[Records from a collection]
········

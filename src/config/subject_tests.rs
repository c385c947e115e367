use super::{SubjectAction, SubjectDescriptor};
use crate::config::ConfigError;
use crate::roles::Role;

const AO_SUBJECT: &str = r#"
command: create-user
user:
  username: aort
  name: Ada Marie Ort
  role: Authorizing Official
  email-address: ada.ort@example.gov
  member-of-organization: 8aed7ffd-5158-445d-8d7c-eec5cf240cba
  location-uuid: none
"#;

#[test]
fn parses_full_subject() {
    let subject = SubjectDescriptor::from_yaml(AO_SUBJECT, "inline").expect("valid subject");
    assert_eq!(subject.action, SubjectAction::Create);
    assert_eq!(subject.username, "aort");
    assert_eq!(subject.role, Role::AuthorizingOfficial);
    assert_eq!(subject.email.as_deref(), Some("ada.ort@example.gov"));
    assert_eq!(subject.location_uuid, None, "literal none is treated as absent");
    assert_eq!(
        subject.member_of_organization.as_deref(),
        Some("8aed7ffd-5158-445d-8d7c-eec5cf240cba")
    );
}

#[test]
fn missing_role_is_named() {
    let text = "command: create-user\nuser:\n  username: aort\n  name: Ada Ort\n";
    let err = SubjectDescriptor::from_yaml(text, "inline").unwrap_err();
    assert!(matches!(err, ConfigError::InvalidSubject { .. }));
    assert_eq!(err.missing_fields(), &["ROLE"]);
    assert!(err.to_string().contains("ROLE"));
}

#[test]
fn missing_user_block_reports_all_user_fields() {
    let err = SubjectDescriptor::from_yaml("command: delete-user\n", "inline").unwrap_err();
    assert_eq!(
        err.missing_fields(),
        &["USER", "USERNAME", "NAME", "ROLE"]
    );
}

#[test]
fn blank_descriptor_file_reports_every_field() {
    let dir = tempfile::tempdir().unwrap();
    let path = dir.path().join("blank.yaml");
    std::fs::write(&path, "\n  \n").unwrap();
    let err = SubjectDescriptor::load(&path).unwrap_err();
    assert_eq!(
        err.missing_fields(),
        &["COMMAND", "USER", "USERNAME", "NAME", "ROLE"]
    );
    assert!(err.to_string().contains("blank.yaml"));
}

#[test]
fn unknown_command_is_rejected() {
    let text = "command: rename-user\nuser:\n  username: a\n  name: A\n  role: tpoc\n";
    let err = SubjectDescriptor::from_yaml(text, "inline").unwrap_err();
    assert!(matches!(err, ConfigError::UnknownAction(ref cmd) if cmd == "rename-user"));
}

#[test]
fn idp_attributes_follow_name_shape() {
    let subject = SubjectDescriptor::from_yaml(AO_SUBJECT, "inline").unwrap();
    let attrs = subject.idp_attributes();
    let names: Vec<&str> = attrs.iter().map(|(name, _)| *name).collect();
    assert_eq!(
        names,
        vec![
            "email",
            "email_verified",
            "name",
            "given_name",
            "middle_name",
            "family_name",
            "preferred_username",
            "profile"
        ]
    );
    assert!(attrs.contains(&("preferred_username", "Ada Ort".to_string())));
    assert!(attrs.contains(&("profile", "4".to_string())));
}

#[test]
fn single_word_names_have_no_family_name() {
    let text = "command: create-user\nuser:\n  username: cher\n  name: Cher\n  role: tpoc\n";
    let subject = SubjectDescriptor::from_yaml(text, "inline").unwrap();
    assert_eq!(subject.short_name(), "Cher");
    let attrs = subject.idp_attributes();
    assert!(attrs.contains(&("preferred_username", "Cher".to_string())));
    assert!(!attrs.iter().any(|(name, _)| *name == "family_name"));
}
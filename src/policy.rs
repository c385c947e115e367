//! Per-run execution policy.
//!
//! Built once from CLI flags and handed by value to every component, so a
//! workflow run never consults process-wide state to decide whether it may
//! mutate anything.

/// Whether commands are executed or only printed.
#[derive(Debug, Clone, Copy, PartialEq, Eq, Default)]
pub enum ExecMode {
    /// Log what would run; launch nothing.
    PrintOnly,
    #[default]
    Execute,
}

#[derive(Debug, Clone, Copy, PartialEq, Eq, Default)]
pub struct ExecutionPolicy {
    pub mode: ExecMode,
    /// Emit verbose diagnostics (batch listings, raw outputs).
    pub verbose: bool,
}

impl ExecutionPolicy {
    pub fn new(mode: ExecMode, verbose: bool) -> Self {
        Self { mode, verbose }
    }

    pub fn execute() -> Self {
        Self::new(ExecMode::Execute, false)
    }

    pub fn print_only() -> Self {
        Self::new(ExecMode::PrintOnly, false)
    }

    pub fn is_print_only(&self) -> bool {
        matches!(self.mode, ExecMode::PrintOnly)
    }
}
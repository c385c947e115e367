//! Scripted process launcher for unit tests.
use super::runner::{ProcessLauncher, ProcessOutput};
use anyhow::{anyhow, Result};
use std::cell::RefCell;
use std::collections::VecDeque;
use std::path::{Path, PathBuf};
use std::rc::Rc;

type Hook = Rc<dyn Fn(&[String])>;

#[derive(Debug, Clone, PartialEq, Eq)]
pub(crate) struct Call {
    pub argv: Vec<String>,
    pub cwd: Option<PathBuf>,
}

struct Rule {
    tokens: Vec<String>,
    outputs: VecDeque<Result<ProcessOutput, String>>,
    hook: Option<Hook>,
}

impl Rule {
    fn matches(&self, argv: &[String]) -> bool {
        self.tokens.iter().all(|token| argv.contains(token))
    }

    fn next(&mut self) -> Result<ProcessOutput, String> {
        if self.outputs.len() > 1 {
            if let Some(output) = self.outputs.pop_front() {
                return output;
            }
        }
        self.outputs
            .front()
            .cloned()
            .unwrap_or_else(|| Ok(ProcessOutput::default()))
    }
}

#[derive(Default)]
struct State {
    calls: Vec<Call>,
    rules: Vec<Rule>,
}

/// Rules match when every token appears as a whole argv element; the first
/// matching rule wins. Queued outputs are consumed in order and the last one
/// repeats. Unmatched commands succeed with empty output.
#[derive(Clone, Default)]
pub(crate) struct FakeLauncher {
    state: Rc<RefCell<State>>,
}

pub(crate) fn ok(stdout: &str) -> ProcessOutput {
    ProcessOutput {
        code: 0,
        stdout: stdout.to_string(),
        stderr: String::new(),
    }
}

pub(crate) fn fail(code: i32, stderr: &str) -> ProcessOutput {
    ProcessOutput {
        code,
        stdout: String::new(),
        stderr: stderr.to_string(),
    }
}

impl FakeLauncher {
    pub fn new() -> Self {
        Self::default()
    }

    fn rule_mut<R>(&self, tokens: &[&str], edit: impl FnOnce(&mut Rule) -> R) -> R {
        let tokens: Vec<String> = tokens.iter().map(|t| t.to_string()).collect();
        let mut state = self.state.borrow_mut();
        let index = match state.rules.iter().position(|rule| rule.tokens == tokens) {
            Some(index) => index,
            None => {
                state.rules.push(Rule {
                    tokens,
                    outputs: VecDeque::new(),
                    hook: None,
                });
                state.rules.len() - 1
            }
        };
        edit(&mut state.rules[index])
    }

    pub fn respond(&self, tokens: &[&str], output: ProcessOutput) -> &Self {
        self.rule_mut(tokens, |rule| rule.outputs.push_back(Ok(output)));
        self
    }

    pub fn refuse(&self, tokens: &[&str], message: &str) -> &Self {
        let message = message.to_string();
        self.rule_mut(tokens, |rule| rule.outputs.push_back(Err(message)));
        self
    }

    pub fn on_launch(&self, tokens: &[&str], hook: impl Fn(&[String]) + 'static) -> &Self {
        let hook: Hook = Rc::new(hook);
        self.rule_mut(tokens, |rule| rule.hook = Some(hook));
        self
    }

    pub fn calls(&self) -> Vec<Call> {
        self.state.borrow().calls.clone()
    }

    pub fn count(&self, tokens: &[&str]) -> usize {
        self.calls()
            .iter()
            .filter(|call| tokens.iter().all(|t| call.argv.iter().any(|a| a == t)))
            .count()
    }

    /// Index of the first call containing every token.
    pub fn position(&self, tokens: &[&str]) -> Option<usize> {
        self.calls()
            .iter()
            .position(|call| tokens.iter().all(|t| call.argv.iter().any(|a| a == t)))
    }
}

impl ProcessLauncher for FakeLauncher {
    fn launch(&self, argv: &[String], cwd: Option<&Path>) -> Result<ProcessOutput> {
        let (outcome, hook) = {
            let mut state = self.state.borrow_mut();
            state.calls.push(Call {
                argv: argv.to_vec(),
                cwd: cwd.map(Path::to_path_buf),
            });
            match state.rules.iter_mut().find(|rule| rule.matches(argv)) {
                Some(rule) => (rule.next(), rule.hook.clone()),
                None => (Ok(ProcessOutput::default()), None),
            }
        };
        if let Some(hook) = hook {
            hook(argv);
        }
        outcome.map_err(|message| anyhow!(message))
    }
}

········

▶ **What to work on**
Of the lines above, show those in which "text" appears.

▶ **Solution**
    let text = "command: create-user\nuser:\n  username: aort\n  name: Ada Ort\n";
    let err = SubjectDescriptor::from_yaml(text, "inline").unwrap_err();
    let text = "command: rename-user\nuser:\n  username: a\n  name: A\n  role: tpoc\n";
    let err = SubjectDescriptor::from_yaml(text, "inline").unwrap_err();
    let text = "command: create-user\nuser:\n  username: cher\n  name: Cher\n  role: tpoc\n";
    let subject = SubjectDescriptor::from_yaml(text, "inline").unwrap();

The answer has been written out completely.